__Instructions to follow__. Scan the material for the word "only", then return every line where it appears.

__Dataset entries__.

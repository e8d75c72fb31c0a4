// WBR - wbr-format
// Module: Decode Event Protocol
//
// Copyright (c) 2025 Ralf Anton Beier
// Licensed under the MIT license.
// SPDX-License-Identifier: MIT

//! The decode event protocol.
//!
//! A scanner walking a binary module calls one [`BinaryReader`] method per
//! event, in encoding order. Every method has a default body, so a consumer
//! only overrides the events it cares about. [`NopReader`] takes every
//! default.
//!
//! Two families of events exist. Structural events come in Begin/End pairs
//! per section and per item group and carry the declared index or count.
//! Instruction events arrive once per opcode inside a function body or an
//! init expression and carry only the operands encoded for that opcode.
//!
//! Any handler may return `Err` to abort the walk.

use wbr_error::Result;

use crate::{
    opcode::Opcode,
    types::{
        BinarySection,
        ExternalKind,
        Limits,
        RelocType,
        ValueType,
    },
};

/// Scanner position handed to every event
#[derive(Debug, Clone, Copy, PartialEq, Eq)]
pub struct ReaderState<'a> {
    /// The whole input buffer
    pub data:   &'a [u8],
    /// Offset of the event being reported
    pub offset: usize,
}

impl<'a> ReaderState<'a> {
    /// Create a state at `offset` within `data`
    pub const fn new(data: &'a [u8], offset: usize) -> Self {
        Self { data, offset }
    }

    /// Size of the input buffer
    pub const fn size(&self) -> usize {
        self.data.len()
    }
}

--

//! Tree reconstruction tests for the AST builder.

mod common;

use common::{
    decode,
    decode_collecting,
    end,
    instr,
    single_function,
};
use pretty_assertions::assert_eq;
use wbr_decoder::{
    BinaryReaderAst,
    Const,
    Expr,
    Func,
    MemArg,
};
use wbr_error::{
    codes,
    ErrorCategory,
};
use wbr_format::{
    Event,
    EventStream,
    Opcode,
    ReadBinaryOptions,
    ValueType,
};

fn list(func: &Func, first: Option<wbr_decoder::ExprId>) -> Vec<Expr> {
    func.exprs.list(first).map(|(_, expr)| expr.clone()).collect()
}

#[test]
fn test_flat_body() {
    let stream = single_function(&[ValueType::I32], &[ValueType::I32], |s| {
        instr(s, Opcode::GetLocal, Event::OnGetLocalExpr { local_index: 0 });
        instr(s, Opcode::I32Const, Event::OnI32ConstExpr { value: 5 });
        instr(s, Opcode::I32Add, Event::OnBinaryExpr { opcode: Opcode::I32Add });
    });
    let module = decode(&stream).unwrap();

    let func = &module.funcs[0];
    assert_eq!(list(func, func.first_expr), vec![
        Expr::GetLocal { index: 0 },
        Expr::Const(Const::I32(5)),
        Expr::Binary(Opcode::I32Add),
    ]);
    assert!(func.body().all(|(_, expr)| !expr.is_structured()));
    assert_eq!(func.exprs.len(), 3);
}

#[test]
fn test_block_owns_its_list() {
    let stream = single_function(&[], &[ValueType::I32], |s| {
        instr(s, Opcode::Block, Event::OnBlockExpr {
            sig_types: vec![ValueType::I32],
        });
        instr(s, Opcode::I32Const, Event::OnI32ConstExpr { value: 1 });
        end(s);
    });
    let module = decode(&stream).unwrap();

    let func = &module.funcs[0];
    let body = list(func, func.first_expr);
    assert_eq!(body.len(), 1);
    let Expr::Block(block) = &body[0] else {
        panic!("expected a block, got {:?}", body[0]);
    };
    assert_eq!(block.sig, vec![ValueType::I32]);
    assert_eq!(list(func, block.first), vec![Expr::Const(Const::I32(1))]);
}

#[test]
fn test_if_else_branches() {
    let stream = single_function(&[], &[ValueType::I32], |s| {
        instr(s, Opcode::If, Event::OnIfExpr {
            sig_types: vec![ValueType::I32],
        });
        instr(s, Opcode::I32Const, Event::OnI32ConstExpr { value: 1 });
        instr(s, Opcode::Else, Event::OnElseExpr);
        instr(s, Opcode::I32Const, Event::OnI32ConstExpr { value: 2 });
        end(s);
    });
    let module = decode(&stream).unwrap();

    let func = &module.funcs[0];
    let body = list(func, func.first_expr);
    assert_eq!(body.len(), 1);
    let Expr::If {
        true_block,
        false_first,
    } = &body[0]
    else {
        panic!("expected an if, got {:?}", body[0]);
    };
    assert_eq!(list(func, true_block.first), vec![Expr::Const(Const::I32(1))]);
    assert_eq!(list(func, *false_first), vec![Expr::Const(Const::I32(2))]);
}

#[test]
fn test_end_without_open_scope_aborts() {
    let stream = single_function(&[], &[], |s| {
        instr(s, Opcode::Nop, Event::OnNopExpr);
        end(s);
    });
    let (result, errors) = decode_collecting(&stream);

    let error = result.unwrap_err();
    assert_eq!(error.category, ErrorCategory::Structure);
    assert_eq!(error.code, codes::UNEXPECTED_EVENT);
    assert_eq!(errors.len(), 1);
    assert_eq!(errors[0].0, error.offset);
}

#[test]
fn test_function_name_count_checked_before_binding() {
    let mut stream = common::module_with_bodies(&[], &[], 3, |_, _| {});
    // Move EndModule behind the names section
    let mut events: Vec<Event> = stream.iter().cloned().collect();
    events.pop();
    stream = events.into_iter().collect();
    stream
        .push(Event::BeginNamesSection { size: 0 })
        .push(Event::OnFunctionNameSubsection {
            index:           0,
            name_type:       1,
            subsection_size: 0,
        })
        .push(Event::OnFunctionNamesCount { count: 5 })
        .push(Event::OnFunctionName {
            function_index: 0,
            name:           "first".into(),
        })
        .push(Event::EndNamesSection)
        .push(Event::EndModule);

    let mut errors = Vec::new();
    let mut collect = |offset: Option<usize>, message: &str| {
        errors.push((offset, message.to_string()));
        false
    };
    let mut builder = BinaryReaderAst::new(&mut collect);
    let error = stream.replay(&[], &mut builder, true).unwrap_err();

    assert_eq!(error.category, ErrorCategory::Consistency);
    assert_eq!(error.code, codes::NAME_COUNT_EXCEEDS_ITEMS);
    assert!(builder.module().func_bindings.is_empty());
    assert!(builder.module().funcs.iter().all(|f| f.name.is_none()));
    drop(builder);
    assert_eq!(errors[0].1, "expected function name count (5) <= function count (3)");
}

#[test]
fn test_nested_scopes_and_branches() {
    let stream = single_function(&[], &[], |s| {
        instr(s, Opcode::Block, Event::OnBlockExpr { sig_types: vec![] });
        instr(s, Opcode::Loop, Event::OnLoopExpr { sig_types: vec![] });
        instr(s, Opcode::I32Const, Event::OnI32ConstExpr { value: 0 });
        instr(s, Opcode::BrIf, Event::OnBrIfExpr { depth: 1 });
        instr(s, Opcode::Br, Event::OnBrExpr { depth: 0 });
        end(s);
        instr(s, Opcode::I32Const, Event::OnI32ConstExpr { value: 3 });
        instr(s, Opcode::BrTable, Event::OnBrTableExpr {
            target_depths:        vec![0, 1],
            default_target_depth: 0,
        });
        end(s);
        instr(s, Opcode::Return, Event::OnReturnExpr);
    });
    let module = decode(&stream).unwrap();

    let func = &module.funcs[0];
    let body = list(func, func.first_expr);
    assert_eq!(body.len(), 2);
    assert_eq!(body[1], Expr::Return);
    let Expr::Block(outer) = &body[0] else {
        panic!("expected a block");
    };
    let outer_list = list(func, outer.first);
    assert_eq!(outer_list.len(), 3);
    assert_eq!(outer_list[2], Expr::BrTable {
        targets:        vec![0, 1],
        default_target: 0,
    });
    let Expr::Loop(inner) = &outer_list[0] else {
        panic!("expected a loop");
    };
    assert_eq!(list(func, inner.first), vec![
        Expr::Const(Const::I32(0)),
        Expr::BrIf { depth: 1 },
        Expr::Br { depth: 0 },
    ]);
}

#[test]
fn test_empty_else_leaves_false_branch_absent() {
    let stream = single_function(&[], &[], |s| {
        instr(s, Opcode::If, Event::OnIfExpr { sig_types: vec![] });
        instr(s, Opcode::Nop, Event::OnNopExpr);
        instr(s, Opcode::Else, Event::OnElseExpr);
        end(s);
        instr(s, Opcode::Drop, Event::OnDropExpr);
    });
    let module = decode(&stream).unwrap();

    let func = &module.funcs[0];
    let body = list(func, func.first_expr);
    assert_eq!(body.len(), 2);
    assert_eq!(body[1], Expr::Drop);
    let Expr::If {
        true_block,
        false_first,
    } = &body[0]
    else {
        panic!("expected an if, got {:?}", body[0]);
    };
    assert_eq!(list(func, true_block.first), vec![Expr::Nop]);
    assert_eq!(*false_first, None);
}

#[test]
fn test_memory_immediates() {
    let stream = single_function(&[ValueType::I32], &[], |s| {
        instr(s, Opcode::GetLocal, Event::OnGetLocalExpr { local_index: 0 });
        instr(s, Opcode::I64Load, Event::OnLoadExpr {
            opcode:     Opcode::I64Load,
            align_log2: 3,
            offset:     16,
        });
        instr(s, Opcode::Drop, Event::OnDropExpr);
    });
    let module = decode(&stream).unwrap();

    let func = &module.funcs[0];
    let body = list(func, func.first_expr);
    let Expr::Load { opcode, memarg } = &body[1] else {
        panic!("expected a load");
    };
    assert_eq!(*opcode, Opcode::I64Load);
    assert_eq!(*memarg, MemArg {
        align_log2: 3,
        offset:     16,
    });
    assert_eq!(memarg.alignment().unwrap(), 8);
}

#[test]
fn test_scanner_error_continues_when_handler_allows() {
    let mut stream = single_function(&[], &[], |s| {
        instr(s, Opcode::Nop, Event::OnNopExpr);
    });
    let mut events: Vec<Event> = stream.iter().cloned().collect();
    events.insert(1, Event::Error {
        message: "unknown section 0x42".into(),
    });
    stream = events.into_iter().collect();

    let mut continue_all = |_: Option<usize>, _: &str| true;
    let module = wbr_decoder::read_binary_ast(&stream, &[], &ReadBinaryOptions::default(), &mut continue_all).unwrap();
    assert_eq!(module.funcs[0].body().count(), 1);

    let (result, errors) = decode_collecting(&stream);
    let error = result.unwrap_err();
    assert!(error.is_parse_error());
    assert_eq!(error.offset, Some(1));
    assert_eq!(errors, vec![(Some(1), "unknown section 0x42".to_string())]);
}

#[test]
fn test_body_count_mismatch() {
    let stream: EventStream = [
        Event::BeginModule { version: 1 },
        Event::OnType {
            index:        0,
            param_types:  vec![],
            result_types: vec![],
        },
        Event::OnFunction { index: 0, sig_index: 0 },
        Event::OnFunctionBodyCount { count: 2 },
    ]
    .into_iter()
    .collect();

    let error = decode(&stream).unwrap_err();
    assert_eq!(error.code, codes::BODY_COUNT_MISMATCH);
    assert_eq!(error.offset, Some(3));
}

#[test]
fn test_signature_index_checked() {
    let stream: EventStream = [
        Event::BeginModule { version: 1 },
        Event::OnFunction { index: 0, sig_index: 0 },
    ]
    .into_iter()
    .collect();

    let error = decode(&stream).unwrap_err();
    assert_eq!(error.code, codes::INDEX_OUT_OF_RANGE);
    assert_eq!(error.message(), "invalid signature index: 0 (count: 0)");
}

__Problem solution__.
//! only overrides the events it cares about. [`NopReader`] takes every
//! init expression and carry only the operands encoded for that opcode.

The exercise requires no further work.